WHAT TO WORK ON :: The records should be restated exactly from their first line through the line with "pub enum Direction" in it.

THE INPUT ::
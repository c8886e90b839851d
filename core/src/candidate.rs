//! Candidate list with a selection cursor.
//!
//! Candidates are plain strings proposed for the current phonetic input.
//! The list is bounded and deduplicated by the resolver that fills it; this
//! type only tracks which entry is highlighted.

/// Direction for moving the selection cursor.
#[derive(Debug, Clone, Copy, PartialEq, Eq)]
pub enum Direction {
    /// Towards the first candidate.
    Previous,
    /// Towards the last candidate.
    Next,
}

/// Ordered candidates plus the index of the highlighted one.
#[derive(Debug, Clone, Default, PartialEq, Eq)]
pub struct CandidateList {
    candidates: Vec<String>,
    selected: usize,
}

impl CandidateList {
    /// Create an empty candidate list.
    pub fn new() -> Self {
        Self::default()
    }

    /// Create a candidate list from already-ranked strings.
    pub fn from_candidates(candidates: Vec<String>) -> Self {
        Self {
            candidates,
            selected: 0,
        }
    }

    /// Replace the candidates, resetting the selection to the first entry.
    pub fn set_candidates(&mut self, candidates: Vec<String>) {
        self.candidates = candidates;
        self.selected = 0;
    }

    pub fn candidates(&self) -> &[String] {
        &self.candidates
    }

    pub fn len(&self) -> usize {
        self.candidates.len()
    }

    pub fn is_empty(&self) -> bool {
        self.candidates.is_empty()
    }

    pub fn first(&self) -> Option<&str> {
        self.candidates.first().map(String::as_str)
    }

    pub fn get(&self, index: usize) -> Option<&str> {
        self.candidates.get(index).map(String::as_str)
    }

    /// Index of the highlighted candidate. Stays 0 on an empty list.
    pub fn selected_index(&self) -> usize {
        self.selected
    }

    /// The highlighted candidate, if any.
    pub fn selected(&self) -> Option<&str> {
        self.get(self.selected)
    }

    /// Highlight and return the candidate at `index`.
    ///
    /// Out-of-range indices return `None` and leave the selection unchanged.
    pub fn select(&mut self, index: usize) -> Option<&str> {
        if index >= self.candidates.len() {
            return None;
        }
        self.selected = index;
        self.get(index)
    }

    /// Move the highlight one step, clamped to the list bounds.
    /// Returns true if the highlight moved.
    pub fn move_selection(&mut self, direction: Direction) -> bool {
        match direction {
            Direction::Previous if self.selected > 0 => {
                self.selected -= 1;
                true
            }
            Direction::Next if self.selected + 1 < self.candidates.len() => {
                self.selected += 1;
                true
            }
            _ => false,
        }
    }

    /// Drop all candidates.
    pub fn clear(&mut self) {
        self.candidates.clear();
        self.selected = 0;
    }
}
use std::io::{self, BufRead, Write};
use std::path::PathBuf;
use std::sync::Arc;

use anyhow::{Context, Result};
use clap::Parser;
use tracing::{info, warn};
use tracing_subscriber::EnvFilter;

use transkey::{parse_line, Action, CloudCompletion, CloudTranslator, Document, PhoneticTable, Phrasebook};
use transkey_core::{
    CompletionService, Config, JsonFileStore, KeyResult, Keyboard, TranslationPipeline, Translator,
};

/// Interactive phonetic translating keyboard.
///
/// Reads key scripts from stdin, one line at a time. Plain words type their
/// letters; `:space :return :delete :toggle :up :down :N :orig :trans :wait
/// :purge` are named keys and commands.
#[derive(Parser)]
#[command(name = "transkey", version)]
struct Args {
    /// TOML configuration file
    #[arg(long)]
    config: Option<PathBuf>,

    /// Phonetic table (`key<TAB>phrase[<TAB>freq]`), default: built-in demo
    #[arg(long)]
    table: Option<PathBuf>,

    /// Translation phrasebook (`source<TAB>translation`), default: built-in demo
    #[arg(long)]
    phrasebook: Option<PathBuf>,

    /// Use a completion/translation server instead of local tables
    #[arg(long)]
    endpoint: Option<String>,

    /// Translation cache file, default: ~/.transkey/translation_cache.json
    #[arg(long)]
    cache: Option<PathBuf>,

    /// Start in direct-insert mode
    #[arg(long)]
    direct: bool,

    /// Log at debug level (overrides RUST_LOG)
    #[arg(short, long)]
    verbose: bool,
}

fn init_logging(verbose: bool) {
    let filter = if verbose {
        EnvFilter::new("debug")
    } else {
        EnvFilter::try_from_default_env().unwrap_or_else(|_| EnvFilter::new("warn"))
    };
    let _ = tracing_subscriber::fmt()
        .with_target(false)
        .with_writer(io::stderr)
        .with_env_filter(filter)
        .try_init();
}

fn load_config(args: &Args) -> Result<Config> {
    let mut config = match &args.config {
        Some(path) => Config::load_toml(path)?,
        None => Config::default(),
    };
    if args.direct {
        config.start_in_translate_mode = false;
    }
    Ok(config)
}

fn build_backends(args: &Args) -> Result<(Box<dyn CompletionService>, Arc<dyn Translator>)> {
    if let Some(url) = &args.endpoint {
        info!(%url, "using cloud backends");
        let completion = CloudCompletion::new(url).context("create completion client")?;
        let translator = CloudTranslator::new(url).context("create translation client")?;
        return Ok((Box::new(completion), Arc::new(translator)));
    }

    let table = match &args.table {
        Some(path) => PhoneticTable::load_tsv(path)?,
        None => PhoneticTable::demo(),
    };
    let book = match &args.phrasebook {
        Some(path) => Phrasebook::load_tsv(path)?,
        None => Phrasebook::demo(),
    };
    Ok((Box::new(table), Arc::new(book)))
}

fn print_state(kb: &Keyboard<Box<dyn CompletionService>, Document>, out: &mut impl Write) -> io::Result<()> {
    let ctx = kb.context();
    if !ctx.preedit_text.is_empty() {
        writeln!(out, "  input: {}", ctx.preedit_text)?;
    }
    if !ctx.candidates.is_empty() {
        let list: Vec<String> = ctx
            .candidates
            .iter()
            .enumerate()
            .map(|(i, c)| {
                let mark = if i == ctx.candidate_cursor { "*" } else { "" };
                format!("{}{}.{}", mark, i + 1, c)
            })
            .collect();
        writeln!(out, "  candidates: {}", list.join(" "))?;
    }
    if let Some(choice) = &ctx.pending_choice {
        writeln!(out, "  choose: {} (:orig) | {} (:trans)", choice.original, choice.translated)?;
    }
    writeln!(out, "  [{}]", ctx.auxiliary_text)?;
    writeln!(out, "  document: {:?}", kb.host().text())?;
    Ok(())
}

fn main() -> Result<()> {
    let args = Args::parse();
    init_logging(args.verbose);

    let config = load_config(&args)?;
    let (completion, translator) = build_backends(&args)?;
    let cache_path = args.cache.clone().unwrap_or_else(transkey::default_cache_path);

    let pipeline = TranslationPipeline::builder(translator)
        .config(&config)
        .store(Arc::new(JsonFileStore::new(&cache_path)))
        .build()?;
    // Kick off the model download before the first selection.
    let _ = pipeline.prepare();

    let mut kb = Keyboard::new(&config, completion, pipeline, Document::new());

    let stdin = io::stdin();
    let mut stdout = io::stdout();
    for line in stdin.lock().lines() {
        let line = line?;
        let actions = match parse_line(&line) {
            Ok(actions) => actions,
            Err(err) => {
                eprintln!("{}", err);
                continue;
            }
        };
        for action in actions {
            match action {
                Action::Key(key) => {
                    if kb.on_key(key) == KeyResult::NotHandled {
                        warn!(?key, "key ignored");
                    }
                }
                Action::Choose(use_translated) => {
                    if !kb.choose(use_translated) {
                        eprintln!("nothing to choose");
                    }
                }
                Action::Wait => {
                    kb.wait_for_translations();
                }
                Action::Purge => {
                    let _ = kb.on_memory_pressure();
                }
            }
        }
        kb.pump();
        print_state(&kb, &mut stdout)?;
    }

    kb.wait_for_translations();
    println!("{}", kb.host().text());
    // Dropping the keyboard flushes the translation cache.
    drop(kb);
    info!(path = %cache_path.display(), "keyboard closed");
    Ok(())
}
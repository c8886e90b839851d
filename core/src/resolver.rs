// core/src/resolver.rs
//
// Candidate resolution: phonetic input -> bounded, deduplicated candidate list,
// backed by a bounded cache in front of an external completion service.

use std::collections::HashSet;

use tracing::{debug, warn};

use crate::cache::{BoundedCache, EvictionPolicy};
use crate::candidate::{CandidateList, Direction};
use crate::service::CompletionService;
use crate::{utils, Config};

/// Resolves phonetic input into candidates and tracks the current selection.
///
/// All state here belongs to the foreground context; the resolver is never
/// shared across threads.
pub struct CandidateResolver<C> {
    service: C,
    locale: String,
    max_candidates: usize,
    cache: BoundedCache<String, Vec<String>>,
    current: CandidateList,
    cache_hits: usize,
    cache_misses: usize,
}

impl<C: CompletionService> CandidateResolver<C> {
    /// Create a resolver using the candidate limits and cache settings of `config`.
    pub fn new(service: C, config: &Config) -> Self {
        Self::with_limits(
            service,
            &config.completion_locale,
            config.max_candidates,
            config.candidate_cache_size,
            config.candidate_eviction,
        )
    }

    /// Create a resolver with explicit limits.
    pub fn with_limits(
        service: C,
        locale: &str,
        max_candidates: usize,
        cache_size: usize,
        eviction: EvictionPolicy,
    ) -> Self {
        Self {
            service,
            locale: locale.to_string(),
            max_candidates: max_candidates.max(1),
            cache: BoundedCache::new(cache_size, eviction),
            current: CandidateList::new(),
            cache_hits: 0,
            cache_misses: 0,
        }
    }

    /// Resolve `input` into at most `max_candidates` distinct candidates.
    ///
    /// 1. Empty input yields an empty list without touching the cache.
    /// 2. A cached list for the exact input is returned verbatim.
    /// 3. Otherwise the completion service is asked; "no result" is an empty
    ///    list, results are normalized, deduplicated and truncated, then cached.
    ///
    /// An unreachable service yields an empty list that is not cached.
    /// The returned list also becomes the current list, selection reset.
    pub fn generate_candidates(&mut self, input: &str) -> Vec<String> {
        let candidates = self.resolve(input);
        self.current.set_candidates(candidates.clone());
        candidates
    }

    fn resolve(&mut self, input: &str) -> Vec<String> {
        if input.is_empty() {
            return Vec::new();
        }

        if let Some(cached) = self.cache.get(input) {
            self.cache_hits += 1;
            debug!(input, count = cached.len(), "candidate cache hit");
            return cached.clone();
        }
        self.cache_misses += 1;

        let raw = match self.service.complete(input, &self.locale) {
            Ok(found) => found.unwrap_or_default(),
            Err(err) => {
                warn!(input, error = %err, "completion service failed; no candidates");
                return Vec::new();
            }
        };

        let candidates = self.dedup_truncate(raw);
        let evicted = self.cache.insert(input.to_string(), candidates.clone());
        if evicted > 0 {
            debug!(evicted, "candidate cache evicted entries");
        }
        candidates
    }

    /// Normalize, drop blanks and duplicates, keep at most `max_candidates`.
    fn dedup_truncate(&self, raw: Vec<String>) -> Vec<String> {
        let mut seen = HashSet::new();
        raw.into_iter()
            .map(|s| utils::normalize(&s))
            .filter(|s| !s.is_empty())
            .filter(|s| seen.insert(s.clone()))
            .take(self.max_candidates)
            .collect()
    }

    /// Select the candidate at `index` of the current list.
    ///
    /// Out-of-range indices return `None` and leave the selection unchanged.
    pub fn select_candidate(&mut self, index: usize) -> Option<String> {
        self.current.select(index).map(str::to_string)
    }

    /// Move the selection cursor, clamped to the current list.
    pub fn move_selection(&mut self, direction: Direction) -> bool {
        self.current.move_selection(direction)
    }

    /// The current candidate list.
    pub fn candidates(&self) -> &CandidateList {
        &self.current
    }

    pub fn selected_candidate(&self) -> Option<&str> {
        self.current.selected()
    }

    /// Forget the current list (the cache is untouched).
    pub fn clear_candidates(&mut self) {
        self.current.clear();
    }

    pub fn max_candidates(&self) -> usize {
        self.max_candidates
    }

    /// Get cache statistics for monitoring.
    ///
    /// Returns (hits, misses) tuple.
    pub fn cache_stats(&self) -> (usize, usize) {
        (self.cache_hits, self.cache_misses)
    }

    /// Get cache hit rate as a percentage (0.0 to 100.0).
    ///
    /// Returns None if no cache accesses have been made yet.
    pub fn cache_hit_rate(&self) -> Option<f32> {
        let total = self.cache_hits + self.cache_misses;
        if total == 0 {
            None
        } else {
            Some((self.cache_hits as f32 / total as f32) * 100.0)
        }
    }

    pub fn cache_len(&self) -> usize {
        self.cache.len()
    }

    pub fn cache_capacity(&self) -> usize {
        self.cache.capacity()
    }

    /// Clear the cache and its statistics (used under memory pressure).
    pub fn clear_cache(&mut self) {
        self.cache.clear();
        self.cache_hits = 0;
        self.cache_misses = 0;
    }
}

#[cfg(test)]
mod tests {
    use super::*;
    use crate::service::CompletionError;
    use std::cell::Cell;
    use std::collections::HashMap;

    struct Table {
        entries: HashMap<&'static str, Vec<&'static str>>,
        calls: Cell<usize>,
        reachable: Cell<bool>,
    }

    impl Table {
        fn new(entries: &[(&'static str, &[&'static str])]) -> Self {
            Self {
                entries: entries.iter().map(|(k, v)| (*k, v.to_vec())).collect(),
                calls: Cell::new(0),
                reachable: Cell::new(true),
            }
        }
    }

    impl CompletionService for &Table {
        fn complete(&self, input: &str, locale: &str) -> Result<Option<Vec<String>>, CompletionError> {
            assert_eq!(locale, "zh-Hans");
            self.calls.set(self.calls.get() + 1);
            if !self.reachable.get() {
                return Err(CompletionError::Unreachable("offline".into()));
            }
            Ok(self
                .entries
                .get(input)
                .map(|v| v.iter().map(|s| s.to_string()).collect()))
        }
    }

    fn resolver(table: &Table) -> CandidateResolver<&Table> {
        CandidateResolver::new(table, &Config::default())
    }

    #[test]
    fn test_empty_input_skips_service_and_cache() {
        let table = Table::new(&[]);
        let mut r = resolver(&table);
        assert!(r.generate_candidates("").is_empty());
        assert_eq!(table.calls.get(), 0);
        assert_eq!(r.cache_stats(), (0, 0));
        assert_eq!(r.cache_len(), 0);
    }

    #[test]
    fn test_miss_then_hit() {
        let table = Table::new(&[("ni", &["你", "尼"])]);
        let mut r = resolver(&table);

        assert_eq!(r.generate_candidates("ni"), vec!["你", "尼"]);
        assert_eq!(r.generate_candidates("ni"), vec!["你", "尼"]);
        assert_eq!(table.calls.get(), 1);
        assert_eq!(r.cache_stats(), (1, 1));
        assert_eq!(r.cache_hit_rate(), Some(50.0));
    }

    #[test]
    fn test_no_result_is_cached_as_empty() {
        let table = Table::new(&[]);
        let mut r = resolver(&table);
        assert!(r.generate_candidates("zzz").is_empty());
        assert!(r.generate_candidates("zzz").is_empty());
        assert_eq!(table.calls.get(), 1);
        assert_eq!(r.cache_len(), 1);
    }

    #[test]
    fn test_unreachable_service_fails_empty_and_is_retried() {
        let table = Table::new(&[("hao", &["好"])]);
        table.reachable.set(false);
        let mut r = resolver(&table);

        assert!(r.generate_candidates("hao").is_empty());
        assert_eq!(r.cache_len(), 0);

        table.reachable.set(true);
        assert_eq!(r.generate_candidates("hao"), vec!["好"]);
        assert_eq!(table.calls.get(), 2);
    }

    #[test]
    fn test_dedup_and_truncate() {
        let table = Table::new(&[(
            "shi",
            &["是", "是", "事", " 事 ", "", "市", "十", "时", "使", "式", "室", "世", "试"],
        )]);
        let mut r = resolver(&table);
        let out = r.generate_candidates("shi");

        assert_eq!(out.len(), 8);
        let unique: HashSet<_> = out.iter().collect();
        assert_eq!(unique.len(), out.len());
        assert_eq!(out[0], "是");
        assert_eq!(out[1], "事");
    }

    #[test]
    fn test_selection_on_current_list() {
        let table = Table::new(&[("ni", &["你", "尼", "泥"])]);
        let mut r = resolver(&table);
        r.generate_candidates("ni");

        assert_eq!(r.select_candidate(1), Some("尼".to_string()));
        assert_eq!(r.select_candidate(3), None);
        assert_eq!(r.candidates().selected_index(), 1);

        assert!(r.move_selection(Direction::Next));
        assert!(!r.move_selection(Direction::Next));
        assert_eq!(r.selected_candidate(), Some("泥"));
    }

    #[test]
    fn test_new_resolution_resets_selection() {
        let table = Table::new(&[("ni", &["你", "尼"]), ("nih", &["你好"])]);
        let mut r = resolver(&table);
        r.generate_candidates("ni");
        r.select_candidate(1);
        r.generate_candidates("nih");
        assert_eq!(r.candidates().selected_index(), 0);
        assert_eq!(r.selected_candidate(), Some("你好"));
    }

    #[test]
    fn test_clear_cache_resets_stats() {
        let table = Table::new(&[("ni", &["你"])]);
        let mut r = resolver(&table);
        r.generate_candidates("ni");
        r.generate_candidates("ni");
        r.clear_cache();
        assert_eq!(r.cache_len(), 0);
        assert_eq!(r.cache_stats(), (0, 0));
        assert_eq!(r.cache_hit_rate(), None);
        // The presented list survives a cache purge.
        assert_eq!(r.candidates().len(), 1);
    }

    #[test]
    fn test_cache_respects_capacity_with_batch_eviction() {
        let table = Table::new(&[]);
        let mut r = CandidateResolver::with_limits(
            &table,
            "zh-Hans",
            8,
            100,
            EvictionPolicy::InsertionOrder { batch: 10 },
        );
        for i in 0..250 {
            r.generate_candidates(&format!("k{}", i));
            assert!(r.cache_len() <= r.cache_capacity());
        }
    }
}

RESPONSE ::
repository c8886e90b839851d
filename core/src/candidate.rs
//! Candidate list with a selection cursor.
//!
//! Candidates are plain strings proposed for the current phonetic input.
//! The list is bounded and deduplicated by the resolver that fills it; this
//! type only tracks which entry is highlighted.

/// Direction for moving the selection cursor.
#[derive(Debug, Clone, Copy, PartialEq, Eq)]
pub enum Direction {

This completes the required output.